Poi quel ragazzo intona la canzone, e ciascuno di noi ripeterà con quanto fiato ha in gola il ritornello.(77)

(Musica - Enobarbo li fa prendere per mano)

CANZONE

"Vieni, signor del vino, "Bacco paffuto, e facci l'occhiolino! "S'affoghino gli affanni nei tuoi tini. "Deh, vieni, e i nostri crini "incorona di tralci, finché il mondo "seguiterà ad andare a tutto tondo".

OTTAVIO - Ma non vi basta ancora?... Buona notte, Pompeo.

(Ad Antonio) Caro fratello, permettimi di chiederti licenza: i nostri impegni aggrottano la fronte a queste frivolezze.

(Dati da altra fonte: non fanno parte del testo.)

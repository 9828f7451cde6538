mod common;

use common::{payload_bytes, test_id, Client, GetReply, TestServer};

#[cfg(test)]
mod pipelining_tests {
    use super::*;

    #[tokio::test]
    async fn responses_arrive_in_request_order() {
        let server = TestServer::start(0).await;
        let mut client = Client::connect_ready(server.addr).await;
        let ids: Vec<[u8; 32]> = (0..3u8).map(test_id).collect();

        for (seed, id) in ids.iter().enumerate() {
            client
                .upload(id, b'a', &payload_bytes(seed as u8, 2048))
                .await;
        }

        // Three GETs back to back before reading anything.
        for id in &ids {
            client.send_get(b'a', id).await;
        }
        for (seed, id) in ids.iter().enumerate() {
            match client.read_reply().await {
                GetReply::Hit {
                    id: echoed,
                    payload,
                    ..
                } => {
                    assert_eq!(&echoed, id);
                    assert_eq!(payload, payload_bytes(seed as u8, 2048));
                }
                GetReply::Miss { .. } => panic!("unexpected miss"),
            }
        }
    }

    #[tokio::test]
    async fn hits_and_misses_stay_ordered() {
        let server = TestServer::start(0).await;
        let mut client = Client::connect_ready(server.addr).await;
        let cached = test_id(0x10);
        let absent = test_id(0x20);

        client.upload(&cached, b'a', b"present").await;

        client.send_get(b'a', &cached).await;
        client.send_get(b'a', &absent).await;
        client.send_get(b'a', &cached).await;

        assert_eq!(client.read_reply().await.payload(), b"present");
        assert!(client.read_reply().await.is_miss());
        assert_eq!(client.read_reply().await.payload(), b"present");
    }

    #[tokio::test]
    async fn puts_interleave_with_pipelined_gets() {
        let server = TestServer::start(0).await;
        let mut client = Client::connect_ready(server.addr).await;
        let first = test_id(0x30);
        let second = test_id(0x31);

        client.upload(&first, b'a', b"uploaded first").await;
        client.send_get(b'a', &first).await;
        client.upload(&second, b'a', b"uploaded second").await;
        client.send_get(b'a', &second).await;

        assert_eq!(client.read_reply().await.payload(), b"uploaded first");
        assert_eq!(client.read_reply().await.payload(), b"uploaded second");
    }
}

#[cfg(test)]
mod concurrency_tests {
    use super::*;

    #[tokio::test]
    async fn concurrent_connections_upload_and_read_back() {
        let server = TestServer::start(16).await;
        let addr = server.addr;

        let mut tasks = Vec::new();
        for seed in 0..8u8 {
            tasks.push(tokio::spawn(async move {
                let mut client = Client::connect_ready(addr).await;
                let id = test_id(seed);
                let payload = payload_bytes(seed, 16 * 1024);
                client.upload(&id, b'a', &payload).await;
                assert_eq!(client.get(b'a', &id).await.payload(), &payload[..]);
                client.quit().await;
            }));
        }
        for task in tasks {
            task.await.unwrap();
        }

        // Every artifact is visible to a fresh connection afterwards.
        let mut reader = Client::connect_ready(addr).await;
        for seed in 0..8u8 {
            let id = test_id(seed);
            assert_eq!(
                reader.get(b'a', &id).await.payload(),
                &payload_bytes(seed, 16 * 1024)[..]
            );
        }
    }

    #[tokio::test]
    async fn writers_racing_on_one_id_leave_a_whole_artifact() {
        let server = TestServer::start(0).await;
        let addr = server.addr;
        let id = test_id(0x77);

        let mut tasks = Vec::new();
        for seed in 0..4u8 {
            tasks.push(tokio::spawn(async move {
                let mut client = Client::connect_ready(addr).await;
                // Same id, distinct uniform payloads.
                client.upload(&id, b'a', &vec![seed; 8 * 1024]).await;
                client.quit().await;
            }));
        }
        for task in tasks {
            task.await.unwrap();
        }

        // Last writer wins, and the survivor is never a torn mix.
        let mut reader = Client::connect_ready(addr).await;
        let reply = reader.get(b'a', &id).await;
        let payload = reply.payload();
        assert_eq!(payload.len(), 8 * 1024);
        let first = payload[0];
        assert!(payload.iter().all(|&b| b == first));
    }

    #[tokio::test]
    async fn many_sequential_requests_on_one_connection() {
        let server = TestServer::start(8).await;
        let mut client = Client::connect_ready(server.addr).await;

        for round in 0..50u8 {
            let id = test_id(round);
            let payload = payload_bytes(round, 1024);
            client.upload(&id, b'a', &payload).await;
            assert_eq!(client.get(b'a', &id).await.payload(), &payload[..]);
        }
        assert!(server.server.memory().len() <= 8);
    }
}
use thiserror::Error;

/// Failures that terminate a connection or an individual transfer.
///
/// The wire protocol has no error frame, so none of these are reported to
/// the peer; protocol violations and transport failures simply close the
/// connection, and an interrupted upload additionally unlinks its temp file.
#[derive(Debug, Error)]
pub enum CacheError {
    #[error("i/o error: {0}")]
    Io(#[from] std::io::Error),

    #[error("unsupported command byte {0:#04x}")]
    BadCommand(u8),

    #[error("unknown artifact variant byte {0:#04x}")]
    BadVariant(u8),

    #[error("malformed size field")]
    BadSize,

    #[error("put issued outside a transaction")]
    NoTransaction,

    #[error("received {received} of {declared} declared bytes")]
    SizeMismatch { declared: u64, received: u64 },

    #[error("response channel closed")]
    ChannelClosed,
}
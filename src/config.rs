use std::path::PathBuf;

/// Server configuration, normally filled in from the command line.
#[derive(Clone, Debug)]
pub struct Config {
    /// TCP port the accept loop binds to.
    pub port: u16,
    /// Root directory of the on-disk artifact store.
    pub root: PathBuf,
    /// Memory-tier capacity as an entry count; 0 disables the tier.
    pub capacity: usize,
}

impl Default for Config {
    fn default() -> Config {
        Config {
            port: 9966,
            root: PathBuf::from("cache"),
            capacity: 0,
        }
    }
}
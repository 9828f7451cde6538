//! Connection supervision and the framed command protocol.
//!
//! Each accepted connection is split into two cooperating tasks sharing the
//! socket: the decoder owns the read half, parses the handshake-then-command
//! stream and handles PUTs inline; the encoder owns the write half and
//! serves GET requests handed over on an ordered single-slot channel. The
//! single slot is what bounds outstanding responses per connection - the
//! protocol has no per-response ids, so replies must stay in request order
//! and the decoder blocks once the encoder falls behind by one.

use std::io;
use std::net::SocketAddr;
use std::sync::Arc;

use tokio::io::{AsyncReadExt, AsyncWriteExt};
use tokio::net::tcp::{OwnedReadHalf, OwnedWriteHalf};
use tokio::net::{TcpListener, TcpStream};
use tokio::sync::mpsc;
use tracing::{debug, error, info};

use crate::config::Config;
use crate::error::CacheError;
use crate::handle::ArtifactFile;
use crate::id::{AssetId, Variant};
use crate::mcache::MemCache;
use crate::store::ArtifactStore;
use crate::wire;

/// Upper bound on one read/write chunk while streaming payload bytes.
pub const CHUNK_SIZE: usize = 32 * 1024;

/// A fully-parsed GET awaiting service by the connection's encoder.
#[derive(Clone, Copy)]
struct GetRequest {
    variant: Variant,
    id: AssetId,
}

pub struct CacheServer {
    store: ArtifactStore,
    mcache: Arc<MemCache>,
}

impl CacheServer {
    pub fn new(config: &Config) -> CacheServer {
        CacheServer {
            store: ArtifactStore::new(config.root.clone()),
            mcache: Arc::new(MemCache::new(config.capacity)),
        }
    }

    pub fn store(&self) -> &ArtifactStore {
        &self.store
    }

    pub fn memory(&self) -> &MemCache {
        &self.mcache
    }

    /// Binds the configured port and serves until the process dies.
    pub async fn listen(self: Arc<Self>, port: u16) -> io::Result<()> {
        let listener = TcpListener::bind(("0.0.0.0", port)).await?;
        info!(port, "listening");
        self.serve(listener).await
    }

    /// Accept loop over an already-bound listener.
    pub async fn serve(self: Arc<Self>, listener: TcpListener) -> io::Result<()> {
        if self.mcache.enabled() {
            tokio::spawn(Arc::clone(&self.mcache).stat_loop());
        }
        loop {
            match listener.accept().await {
                Ok((socket, peer)) => {
                    let server = Arc::clone(&self);
                    tokio::spawn(async move { server.handle(socket, peer).await });
                }
                Err(err) => {
                    error!(%err, "accept");
                }
            }
        }
    }

    async fn handle(self: Arc<Self>, mut socket: TcpStream, peer: SocketAddr) {
        info!(client = %peer, "connected");
        let _ = socket.set_nodelay(true);

        if let Err(err) = handshake(&mut socket).await {
            error!(client = %peer, %err, "handshake");
            info!(client = %peer, "closed");
            return;
        }

        let (rd, wr) = socket.into_split();
        let (tx, rx) = mpsc::channel(1);
        let mut encoder = tokio::spawn(Arc::clone(&self).encode_loop(wr, rx, peer));

        let decoded = tokio::select! {
            res = self.decode_loop(rd, tx, peer) => Some(res),
            // Encoder died first (write error); dropping the decoder future
            // and returning closes both socket halves.
            _ = &mut encoder => None,
        };
        if let Some(res) = decoded {
            match res {
                Ok(()) => {}
                Err(CacheError::Io(err)) if err.kind() == io::ErrorKind::UnexpectedEof => {}
                Err(err) => error!(client = %peer, %err, "connection failed"),
            }
            // The decoder dropped its queue sender when it finished; let
            // the encoder drain what is still in flight.
            let _ = encoder.await;
        }

        info!(client = %peer, "closed");
    }

    /// Read half: parses commands until quit, EOF, or a protocol error.
    async fn decode_loop(
        &self,
        mut rd: OwnedReadHalf,
        queue: mpsc::Sender<GetRequest>,
        peer: SocketAddr,
    ) -> Result<(), CacheError> {
        let mut trx: Option<AssetId> = None;
        loop {
            let mut op = [0u8; 1];
            match rd.read_exact(&mut op).await {
                Ok(_) => {}
                Err(err) if err.kind() == io::ErrorKind::UnexpectedEof => return Ok(()),
                Err(err) => return Err(err.into()),
            }
            match op[0] {
                b'q' => return Ok(()),
                b'g' => {
                    let variant = read_variant(&mut rd).await?;
                    let id = wire::read_id(&mut rd).await?;
                    debug!(client = %peer, variant = %(variant.tag() as char), %id, "get");
                    if queue.send(GetRequest { variant, id }).await.is_err() {
                        return Err(CacheError::ChannelClosed);
                    }
                }
                b'p' => {
                    let variant = read_variant(&mut rd).await?;
                    let declared = wire::read_size(&mut rd).await?;
                    let id = trx.ok_or(CacheError::NoTransaction)?;
                    debug!(client = %peer, variant = %(variant.tag() as char), %id, declared, "put");
                    self.receive_put(&mut rd, &id, variant, declared, peer).await?;
                }
                b't' => {
                    let mut sub = [0u8; 1];
                    rd.read_exact(&mut sub).await?;
                    match sub[0] {
                        b's' => {
                            let id = wire::read_id(&mut rd).await?;
                            debug!(client = %peer, %id, "transaction start");
                            trx = Some(id);
                        }
                        b'e' => {
                            debug!(client = %peer, "transaction end");
                            trx = None;
                        }
                        other => return Err(CacheError::BadCommand(other)),
                    }
                }
                other => return Err(CacheError::BadCommand(other)),
            }
        }
    }

    /// Streams one upload into a pending temp file and publishes it.
    async fn receive_put(
        &self,
        rd: &mut OwnedReadHalf,
        id: &AssetId,
        variant: Variant,
        declared: u64,
        peer: SocketAddr,
    ) -> Result<(), CacheError> {
        let mut file =
            ArtifactFile::create(&self.store, &self.mcache, id, variant, declared).await?;
        if let Err(err) = copy_body(rd, &mut file, declared).await {
            error!(client = %peer, %err, received = file.size(), declared, "receive body");
            file.abort().await;
            return Err(err.into());
        }
        file.finish(&self.store, &self.mcache).await?;
        debug!(client = %peer, %id, size = declared, "receive success");
        Ok(())
    }

    /// Write half: serves queued GETs in arrival order until the decoder
    /// drops the queue or a write fails.
    async fn encode_loop(
        self: Arc<Self>,
        mut wr: OwnedWriteHalf,
        mut queue: mpsc::Receiver<GetRequest>,
        peer: SocketAddr,
    ) {
        while let Some(req) = queue.recv().await {
            if let Err(err) = self.send_artifact(&mut wr, req, peer).await {
                error!(client = %peer, %err, "send response");
                return;
            }
        }
    }

    async fn send_artifact(
        &self,
        wr: &mut OwnedWriteHalf,
        req: GetRequest,
        peer: SocketAddr,
    ) -> Result<(), CacheError> {
        let GetRequest { variant, id } = req;
        let Some(mut file) = ArtifactFile::open(&self.store, &self.mcache, &id, variant).await?
        else {
            debug!(client = %peer, variant = %(variant.tag() as char), %id, "cache miss");
            wr.write_all(&wire::miss_header(variant, &id)).await?;
            wr.flush().await?;
            return Ok(());
        };

        let size = file.size();
        wr.write_all(&wire::hit_header(variant, size, &id)).await?;

        if let ArtifactFile::Memory { data, .. } = &file {
            wr.write_all(data).await?;
        } else {
            let mut chunk = vec![0u8; CHUNK_SIZE];
            let mut sent = 0u64;
            while sent < size {
                let want = (size - sent).min(CHUNK_SIZE as u64) as usize;
                let n = file.read(&mut chunk[..want]).await?;
                if n == 0 {
                    error!(client = %peer, sent, size, file = ?file.name(), "send body");
                    return Err(CacheError::Io(io::Error::new(
                        io::ErrorKind::UnexpectedEof,
                        "artifact truncated on disk",
                    )));
                }
                wr.write_all(&chunk[..n]).await?;
                sent += n as u64;
            }
        }
        wr.flush().await?;
        debug!(client = %peer, %id, size, "send success");
        Ok(())
    }
}

/// Reads the client's 2-hex-character version and echoes it back as 8 hex
/// characters, before the socket is split.
async fn handshake(socket: &mut TcpStream) -> Result<(), CacheError> {
    let mut field = [0u8; wire::VERSION_REQUEST_LEN];
    socket.read_exact(&mut field).await?;
    let version = wire::decode_version(&field);
    socket.write_all(&wire::encode_version(version)).await?;
    debug!(version, "handshake");
    Ok(())
}

async fn read_variant(rd: &mut OwnedReadHalf) -> Result<Variant, CacheError> {
    let mut tag = [0u8; 1];
    rd.read_exact(&mut tag).await?;
    Variant::from_tag(tag[0]).ok_or(CacheError::BadVariant(tag[0]))
}

/// Moves exactly `declared` bytes from the socket into the upload handle.
async fn copy_body(
    rd: &mut OwnedReadHalf,
    file: &mut ArtifactFile,
    declared: u64,
) -> io::Result<()> {
    let mut chunk = vec![0u8; CHUNK_SIZE];
    let mut remaining = declared;
    while remaining > 0 {
        let n = remaining.min(CHUNK_SIZE as u64) as usize;
        rd.read_exact(&mut chunk[..n]).await?;
        file.write_all(&chunk[..n]).await?;
        remaining -= n as u64;
    }
    Ok(())
}
/// A point-in-time view of an instance's usage counters.
///
/// Each field is read with an independent atomic load: the snapshot is exact
/// per field, not transactional across them.
#[derive(Debug, Clone, Copy, PartialEq, Eq, Hash)]
pub struct Stat {
    /// Pages currently live as allocation targets.
    pub phys_pages: usize,
    /// Pages in the reserved virtual range; fixed at construction.
    pub virt_pages: usize,
    /// Outstanding allocations.
    pub allocated: usize,
}

impl Stat {
    pub fn assert_clean(&self) {
        assert_eq!(
            self.allocated, 0,
            "{} allocation(s) is(are) probably leaked",
            self.allocated
        );
    }
}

(A tutti gli altri) Miei signori, separiamoci, adesso. Lo vedete: le nostre guance son tutt'una vampa. Il robusto Enobarbo è già anche lui diventato più debole del vino, e la mia lingua farfuglia a parlare. Questa ebbrezza selvaggia ci ha resi tutti quasi dei pagliacci. Che c'è ancora da dire?... Buona notte, Antonio, qua la mano.

POMPEO - Vi rimetto alla prova appena a riva.

ANTONIO - Certo, Pompeo. Dammi la mano.

POMPEO - Oh, Antonio! Ti sei preso la casa di mio padre... Ma via, non siamo amici?... Su, caliamoci tutti nella barca.

ENOBARBO - E state attenti a non cadere in acqua!

(Escono tutti, meno Enobarbo e Menas)

Menas, a me non va di andare a terra.

MENAS - No, nella mia cabina. Tamburi, trombe, flauti, su, suonate! Oda Nettuno il fragoroso addio che diamo a questi grandi nostri amici! Su, suonate e impiccatevi! Suonate!

Trombe e tamburi

ENOBARBO - Olà, ehi, dico: guarda il mio berretto!

(Lo getta in aria)

MENAS - Nobile capitano, olà, su, vieni.

(Escono)

ATTO TERZO

SCENA I - Una piana in Siria

Entra VENTIDIO, come in trionfo, con SILIO e altri romani, ufficiali e soldati. In testa al corteo viene portata la salma di Pacoro

VENTIDIO - O saettante(78) Partia, ora sei vinta! Finalmente la sorte a me benigna mi fa vendicatore della morte del nostro Marco Crasso. Si porti il corpo del figlio del re in testa alla colonna. Questo, Orode, paga per vendicare Marco Crasso il tuo Pacoro.

SILIO - Nobile Ventidio, mentre del loro sangue è ancora calda la tua spada, incalza i Parti in fuga, dilaga in Media ed in Mesopotamia, dovunque volino a trovar rifugio le loro schiere in rotta. Così il tuo grande capitano Antonio ti porrà sul suo carro trionfale e cingerà il tuo capo di ghirlande.(79)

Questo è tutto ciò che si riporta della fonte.